Radar da bizarrice: Na Califórnia, transgêneros ganham o “direito” de entrar no banheiro feminino


Notícia: Huffington Post

California Gov. Jerry Brown has signed a groundbreaking bill which will allow transgender youth to use whatever bathroom and participate on whichever sports team they believe matches their gender identity. Traduzindo, o governador democrata da Califórnia assinou uma lei que permite que estudantes transgêneros usem o banheiro que quiserem. Além disso, também poderão escolher qual a modalidade de esporte(feminino ou masculino).

Efeito Edinanci

Agora imaginemos uma pessoas transgênera que tenha barba, 2 metros de altura, uns 70 quilos e queira ingressar no time feminino de futebol. Fica evidente que a disparidade física tornará a atividade esportiva desleal e perigosa para as outras mulheres “de verdade”.

Banheiros transgêneros

Segundo o Filósofo Olavo de Carvalho, essa medida não poderia ter sido pior. Abaixo seu comentário sobre esse tema:

 

Transgêneros” podem agora entrar em banheiros femininos, mostrando os pintos à vontade. A lei não esclarece nem mesmo se têm de estar vestidos de mulher nessa ocasião ou se a mera declaração de “sentir-se mulher” basta. Também não esclarece se o referido direito se aplica somente aos transgêneros homossexuais ou também aos bissexuais ou mesmo drag queens heterossexuais, que só têm atração por mulheres mas só ficam excitados sexualmente quando imaginam ser mulheres eles próprios.

 

 

Dilema

Esse é um tema polêmico e delicado. Ninguém quer ser preconceituoso com ninguém, todavia essa medida parece abrir brecha para uma série de desconfortos. Atualmente muitos transgêneros têm sua consciência violado ao serem “obrigados” a ir no banheiro masculino. O único motivo que os obriga a ter que ir a esse tipo de banheiro é a anatomia de seus corpos, “semelhante” ao corpo de um homem.

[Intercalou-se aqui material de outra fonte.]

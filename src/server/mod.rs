//! Async TCP listener using Tokio.
//!
//! Accepts TCP connections and hands each one to a [`RequestAdapter`] on its
//! own task. Connections are independent: a slow handler or a stalled peer
//! only holds up its own task.

use std::future::Future;
use std::io;
use std::net::SocketAddr;

use thiserror::Error;
use tokio::net::TcpListener;
use tracing::{debug, error, info};

use crate::adapter::RequestAdapter;

/// Errors produced by the server.
#[derive(Debug, Error)]
pub enum ServerError {
    #[error("I/O error: {0}")]
    Io(#[from] std::io::Error),

    #[error("failed to bind to {addr}: {source}")]
    Bind {
        addr: String,
        #[source]
        source: std::io::Error,
    },
}

/// The ingress listener.
///
/// # Examples
///
/// ```rust,no_run
/// use ingress::adapter::RequestAdapter;
/// use ingress::assets::StaticFileResolver;
/// use ingress::http::{NormalizedRequest, OutgoingResponse, StatusCode};
/// use ingress::server::Server;
///
/// #[tokio::main]
/// async fn main() -> Result<(), Box<dyn std::error::Error>> {
///     let adapter = RequestAdapter::new(
///         StaticFileResolver::new("./public"),
///         |_req: NormalizedRequest| async {
///             Ok::<_, std::io::Error>(OutgoingResponse::new(StatusCode::NotFound))
///         },
///     );
///     let server = Server::bind("127.0.0.1:3000").await?;
///     server.run(adapter).await?;
///     Ok(())
/// }
/// ```
pub struct Server {
    listener: TcpListener,
    local_addr: SocketAddr,
}

impl Server {
    /// Binds the server to the given TCP address.
    ///
    /// # Errors
    ///
    /// Returns [`ServerError::Bind`] if the address cannot be bound
    /// (e.g. port already in use, insufficient permissions).
    pub async fn bind(addr: impl AsRef<str>) -> Result<Self, ServerError> {
        let addr = addr.as_ref();
        let listener = TcpListener::bind(addr)
            .await
            .map_err(|e| ServerError::Bind {
                addr: addr.to_owned(),
                source: e,
            })?;
        let local_addr = listener.local_addr()?;
        Ok(Self {
            listener,
            local_addr,
        })
    }

    /// Returns the local address the server is bound to.
    pub fn local_addr(&self) -> SocketAddr {
        self.local_addr
    }

    /// Accepts connections forever, one task per connection.
    ///
    /// # Errors
    ///
    /// Currently never returns; accept errors are logged and the loop goes on.
    pub async fn run(self, adapter: RequestAdapter) -> Result<(), ServerError> {
        self.run_until(adapter, std::future::pending()).await
    }

    /// Accepts connections until `shutdown` resolves.
    ///
    /// In-flight connections are not cancelled; they finish on their own tasks.
    pub async fn run_until<F>(self, adapter: RequestAdapter, shutdown: F) -> Result<(), ServerError>
    where
        F: Future<Output = ()>,
    {
        info!(address = %self.local_addr, "ingress listening");
        tokio::pin!(shutdown);

        loop {
            let (stream, peer_addr) = tokio::select! {
                _ = &mut shutdown => {
                    info!("shutdown requested; no longer accepting connections");
                    return Ok(());
                }
                accepted = self.listener.accept() => match accepted {
                    Ok(pair) => pair,
                    Err(e) => {
                        error!(error = %e, "failed to accept connection");
                        continue;
                    }
                },
            };

            debug!(peer = %peer_addr, "connection accepted");
            let adapter = adapter.clone();

            tokio::spawn(async move {
                adapter.handle(stream, peer_addr).await;
            });
        }
    }
}

/// Waits for a shutdown signal such as `tokio::signal::ctrl_c()`.
///
/// If the signal handler cannot be installed the error is logged and the
/// returned future never resolves, so the server keeps running instead of
/// stopping right after startup.
pub async fn shutdown_on<F>(signal: F)
where
    F: Future<Output = io::Result<()>>,
{
    match signal.await {
        Ok(()) => info!("shutdown signal received"),
        Err(e) => {
            error!(error = %e, "failed to install signal handler; graceful shutdown disabled");
            std::future::pending::<()>().await;
        }
    }
}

Que se danem os homofóbicos que discordam

O problema em permitir que os transgêneros usem o banheiro feminino (na minha faculdade eles podiam) é que muitas mulheres sentiam-se extremamente desconfortáveis em ter que dividir o banheiro com “um homem”. Dessa forma, para beneficiar os transgeneros (menos de 1%), uma parcela considerável das mulheres (50%) ficava constrangida, e, para não serem taxadas de homofóbicas, acabavam ficando caladas. Esse é um claro caso do interesse da minoria sobrepujando o da maioria.